Pour rassurer les touristes, les professionnels, qui se plaignent du flou du plan gouvernemental, multiplient les propositions. À Almuñecar, qui veut être une ville pilote, les clubs de plongée très fréquentés travaillent sur un protocole spécifique pour éviter les contaminations à travers le matériel qui passe de bouche en bouche. La ville propose aussi de « faire contrôler l’affluence sur les plages par la police municipale et la protection civile », détaille Daniel Barbero. Près de Valence (sud-est), Gandia prévoit de recruter des surveillants de plage supplémentaires afin de s’assurer que les groupes de vacanciers s’installent à au moins deux mètres les uns des autres.

L’accès à certaines plages pourrait par ailleurs être interdit pour les enfants à certaines heures pour éviter qu’ils ne croisent les personnes âgées les plus vulnérables. « Mais nous n’envisageons pas de barrières physiques. On ne peut pas délimiter un espace ouvert comme une plage avec du plastique. Nous choisissons d’informer, de faire confiance à la responsabilité de chacun », souligne Vicent Mascarell, chargé du tourisme à la mairie, qui prévoit d’installer des distributeurs de gel désinfectant aux abords de la plage.

Un hôtel qui propose des tests

Bars et restaurants planchent sur leur réorganisation, encouragés par l’organisation patronale qui déconseille toutefois les panneaux de séparation trop coûteux. « Nous allons devoir réduire de moitié la capacité. Un restaurant de 15-20 tables n’en aura plus que 8-10, à une distance de 1 m-1,5 m », résume José Manuel Navarro, président de l’association hôtelière de Gandia.

Pour limiter la chute du chiffre d’affaires, la mairie autorisera l’agrandissement des terrasses sur les trottoirs, afin de pouvoir augmenter le nombre de tables. Des menus numérisés consultables sur portable permettront d’éviter qu’ils ne passent de main en main. Dans un pays qui aime le partage à table, paëlla et tapas en tête, « on verra plus de portions individuelles. C’est un travail qu’il faut faire car il y a une nouvelle réalité », souligne Vicent Mascarell.

L’hygiène sera renforcée dans les hôtels, en particulier à Madrid, plus gros foyer d’infection, qui travaille sur un label « Hôtel sans Covid ». Dans les établissements de la chaîne RoomMate Hotels, le client sera accueilli par des paillassons imprégnés de javel pour désinfecter semelles et roulettes de valises, avant de faire un test de température et de recevoir masque, gel et gants. Le VP Hotel Plaza de España, en plein centre de la capitale, imposera lui un test rapide Covid-19 à l’entrée. « Si le client est testé positif, nous le placerons dans une chambre fermée avant de prévenir les autorités sanitaires », explique le directeur du groupe Javier Perez.

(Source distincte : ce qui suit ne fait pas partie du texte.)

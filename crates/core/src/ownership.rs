//! Authorization and ownership guard for listings and comments.
//!
//! Both front ends (JSON API and server-rendered pages) resolve the caller
//! themselves (bearer token or session cookie) and then call into this
//! module before any mutation. Nothing here reads ambient request state:
//! the caller is always passed in explicitly.
//!
//! Rules:
//! - reads never require a caller;
//! - creating a listing or a comment requires an authenticated caller, who
//!   becomes the owner / author;
//! - updating or deleting a listing requires the caller to be its owner;
//! - comments have no update or delete path at all.

use crate::error::CoreError;
use crate::types::DbId;

/// Who is making the request.
#[derive(Debug, Clone, Copy, PartialEq, Eq)]
pub enum Caller {
    Anonymous,
    User(DbId),
}

impl Caller {
    pub fn from_user_id(user_id: Option<DbId>) -> Self {
        user_id.map_or(Self::Anonymous, Self::User)
    }

    pub fn user_id(self) -> Option<DbId> {
        match self {
            Self::Anonymous => None,
            Self::User(id) => Some(id),
        }
    }
}

/// Mutations gated on listing ownership.
#[derive(Debug, Clone, Copy, PartialEq, Eq)]
pub enum ListingAction {
    Update,
    Delete,
}

impl ListingAction {
    fn denied_message(self) -> &'static str {
        match self {
            Self::Update => "You cannot edit this listing.",
            Self::Delete => "You cannot delete this listing.",
        }
    }
}

pub const MSG_AUTH_REQUIRED: &str = "Authentication required.";

/// Resolve the caller to a user id, rejecting anonymous callers.
///
/// Used for listing and comment creation: the returned id is what gets
/// stored as owner / author.
pub fn require_user(caller: Caller) -> Result<DbId, CoreError> {
    caller
        .user_id()
        .ok_or_else(|| CoreError::Unauthorized(MSG_AUTH_REQUIRED.into()))
}

/// Reject unless `caller_id` owns the listing.
pub fn ensure_owner(caller_id: DbId, owner_id: DbId, action: ListingAction) -> Result<(), CoreError> {
    if caller_id == owner_id {
        Ok(())
    } else {
        Err(CoreError::Forbidden(action.denied_message().into()))
    }
}

/// Full check for updating or deleting a listing owned by `owner_id`.
///
/// Anonymous callers get `Unauthorized`, non-owners get `Forbidden`.
/// Returns the caller's id on success.
pub fn authorize_listing_mutation(
    caller: Caller,
    owner_id: DbId,
    action: ListingAction,
) -> Result<DbId, CoreError> {
    let caller_id = require_user(caller)?;
    ensure_owner(caller_id, owner_id, action)?;
    Ok(caller_id)
}
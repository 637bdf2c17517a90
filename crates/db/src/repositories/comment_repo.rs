//! Repository for the `comments` table.
//!
//! Comments are insert-only: there is no update or delete here.

use chrono::Utc;
use sqlx::SqlitePool;
use carlot_core::types::DbId;

use crate::models::comment::Comment;

const SELECT_WITH_AUTHOR: &str = "SELECT c.id, c.content, c.created_at, c.listing_id, \
        c.author_id, u.username AS author_username \
     FROM comments c \
     JOIN users u ON u.id = c.author_id";

/// Sort order for a listing's comments.
#[derive(Debug, Clone, Copy, PartialEq, Eq)]
pub enum CommentOrder {
    OldestFirst,
    NewestFirst,
}

impl CommentOrder {
    fn sql(self) -> &'static str {
        match self {
            Self::OldestFirst => "ORDER BY c.created_at ASC, c.id ASC",
            Self::NewestFirst => "ORDER BY c.created_at DESC, c.id DESC",
        }
    }
}

/// Provides inserts and per-listing reads for comments.
pub struct CommentRepo;

impl CommentRepo {
    /// Attach a comment by `author_id` to `listing_id`.
    pub async fn create(
        pool: &SqlitePool,
        listing_id: DbId,
        author_id: DbId,
        content: &str,
    ) -> Result<Comment, sqlx::Error> {
        let id: DbId = sqlx::query_scalar(
            "INSERT INTO comments (content, listing_id, author_id, created_at)
             VALUES (?1, ?2, ?3, ?4)
             RETURNING id",
        )
        .bind(content)
        .bind(listing_id)
        .bind(author_id)
        .bind(Utc::now())
        .fetch_one(pool)
        .await?;

        let query = format!("{SELECT_WITH_AUTHOR} WHERE c.id = ?1");
        sqlx::query_as::<_, Comment>(&query)
            .bind(id)
            .fetch_one(pool)
            .await
    }

    /// All comments on a listing.
    pub async fn list_for_listing(
        pool: &SqlitePool,
        listing_id: DbId,
        order: CommentOrder,
    ) -> Result<Vec<Comment>, sqlx::Error> {
        let query = format!("{SELECT_WITH_AUTHOR} WHERE c.listing_id = ?1 {}", order.sql());
        sqlx::query_as::<_, Comment>(&query)
            .bind(listing_id)
            .fetch_all(pool)
            .await
    }

    /// Number of comments on a listing.
    pub async fn count_for_listing(pool: &SqlitePool, listing_id: DbId) -> Result<i64, sqlx::Error> {
        sqlx::query_scalar("SELECT COUNT(*) FROM comments WHERE listing_id = ?1")
            .bind(listing_id)
            .fetch_one(pool)
            .await
    }
}
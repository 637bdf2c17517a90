use axum::http::StatusCode;
use axum::response::{Html, IntoResponse, Redirect, Response};
use carlot_core::error::CoreError;
use carlot_core::fields::FieldErrors;
use serde_json::json;

use crate::views;

/// Application-level error type for HTTP handlers.
///
/// Wraps [`CoreError`] for domain errors and adds HTTP-specific variants.
/// Implements [`IntoResponse`] to produce consistent JSON error responses.
#[derive(Debug, thiserror::Error)]
pub enum AppError {
    /// A domain-level error from `carlot_core`.
    #[error(transparent)]
    Core(#[from] CoreError),

    /// A database error from sqlx.
    #[error("Database error: {0}")]
    Database(#[from] sqlx::Error),

    /// A bad request with a human-readable message.
    #[error("Bad request: {0}")]
    BadRequest(String),

    /// An internal error with a human-readable message.
    #[error("Internal error: {0}")]
    InternalError(String),
}

/// Convenience type alias for handler return values.
pub type AppResult<T> = Result<T, AppError>;

/// Status, machine-readable code and client-facing message for an error.
#[derive(Debug, Clone, PartialEq, Eq)]
pub struct ErrorParts {
    pub status: StatusCode,
    pub code: &'static str,
    pub message: String,
    pub fields: Option<FieldErrors>,
}

impl ErrorParts {
    fn new(status: StatusCode, code: &'static str, message: impl Into<String>) -> Self {
        Self {
            status,
            code,
            message: message.into(),
            fields: None,
        }
    }

    fn internal() -> Self {
        Self::new(
            StatusCode::INTERNAL_SERVER_ERROR,
            "INTERNAL_ERROR",
            "An internal error occurred",
        )
    }
}

impl AppError {
    /// Classify the error. Internal details are logged here and never
    /// returned to the client.
    pub fn parts(&self) -> ErrorParts {
        match self {
            // --- CoreError variants ---
            AppError::Core(core) => match core {
                CoreError::NotFound { entity, id } => ErrorParts::new(
                    StatusCode::NOT_FOUND,
                    "NOT_FOUND",
                    format!("{entity} with id {id} not found"),
                ),
                CoreError::Validation(msg) => {
                    ErrorParts::new(StatusCode::BAD_REQUEST, "VALIDATION_ERROR", msg.clone())
                }
                CoreError::InvalidFields(fields) => ErrorParts {
                    fields: Some(fields.clone()),
                    ..ErrorParts::new(
                        StatusCode::BAD_REQUEST,
                        "VALIDATION_ERROR",
                        "One or more fields are invalid",
                    )
                },
                CoreError::Unauthorized(msg) => {
                    ErrorParts::new(StatusCode::UNAUTHORIZED, "UNAUTHORIZED", msg.clone())
                }
                CoreError::Forbidden(msg) => {
                    ErrorParts::new(StatusCode::FORBIDDEN, "FORBIDDEN", msg.clone())
                }
            },

            // --- Database errors ---
            AppError::Database(err) => classify_sqlx_error(err),

            // --- HTTP-specific errors ---
            AppError::BadRequest(msg) => {
                ErrorParts::new(StatusCode::BAD_REQUEST, "BAD_REQUEST", msg.clone())
            }
            AppError::InternalError(msg) => {
                tracing::error!(error = %msg, "Internal error");
                ErrorParts::internal()
            }
        }
    }
}

impl IntoResponse for AppError {
    fn into_response(self) -> Response {
        let parts = self.parts();

        let body = match parts.fields {
            Some(fields) => json!({
                "error": parts.message,
                "code": parts.code,
                "fields": fields,
            }),
            None => json!({
                "error": parts.message,
                "code": parts.code,
            }),
        };

        (parts.status, axum::Json(body)).into_response()
    }
}

/// Error type for the server-rendered page handlers.
///
/// Anonymous access to a protected page redirects to the login page; every
/// other failure renders an HTML error page with the matching status.
#[derive(Debug)]
pub enum PageError {
    LoginRequired,
    Render { status: StatusCode, message: String },
}

impl From<AppError> for PageError {
    fn from(err: AppError) -> Self {
        let parts = err.parts();
        if parts.status == StatusCode::UNAUTHORIZED {
            PageError::LoginRequired
        } else {
            PageError::Render {
                status: parts.status,
                message: parts.message,
            }
        }
    }
}

impl From<CoreError> for PageError {
    fn from(err: CoreError) -> Self {
        AppError::Core(err).into()
    }
}

impl From<sqlx::Error> for PageError {
    fn from(err: sqlx::Error) -> Self {
        AppError::Database(err).into()
    }
}

impl IntoResponse for PageError {
    fn into_response(self) -> Response {
        match self {
            PageError::LoginRequired => Redirect::to("/auth/").into_response(),
            PageError::Render { status, message } => {
                (status, Html(views::error_page(status, &message))).into_response()
            }
        }
    }
}

/// Classify a sqlx error into an HTTP status, error code, and message.
///
/// - `RowNotFound` maps to 404.
/// - Unique constraint violations map to 409.
/// - Everything else maps to 500 with a sanitized message.
fn classify_sqlx_error(err: &sqlx::Error) -> ErrorParts {
    match err {
        sqlx::Error::RowNotFound => {
            ErrorParts::new(StatusCode::NOT_FOUND, "NOT_FOUND", "Resource not found")
        }
        sqlx::Error::Database(db_err) if db_err.is_unique_violation() => {
            let constraint = db_err.constraint().unwrap_or("unique constraint");
            ErrorParts::new(
                StatusCode::CONFLICT,
                "CONFLICT",
                format!("Duplicate value violates {constraint}"),
            )
        }
        other => {
            tracing::error!(error = %other, "Database error");
            ErrorParts::internal()
        }
    }
}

Les clients sains pourront eux accéder au restaurant-bar sur la terrasse panoramique, avec un surcoût de 50 euros sur l’addition pour le test, réalisé par des cliniques privées. L’objectif est de rassurer les 60-70 ans, nombreux parmi la clientèle. « Nous avons déjà 600 réservations (pour le restaurant). La première semaine (d’ouverture), nous serons complets. Mais nous ne savons pas si les gens viennent juste pour manger ou pour se faire faire le test », souligne Javier Perez, qui a aussi investi 120 000 euros dans des machines à rayon ultra-violets, censées assurer une désinfection parfaite.

Reste à régler la délicate question de la réouverture des frontières aux touristes étrangers, cruciaux. Rien n’a encore été décidé au niveau européen, a indiqué un haut responsable gouvernemental.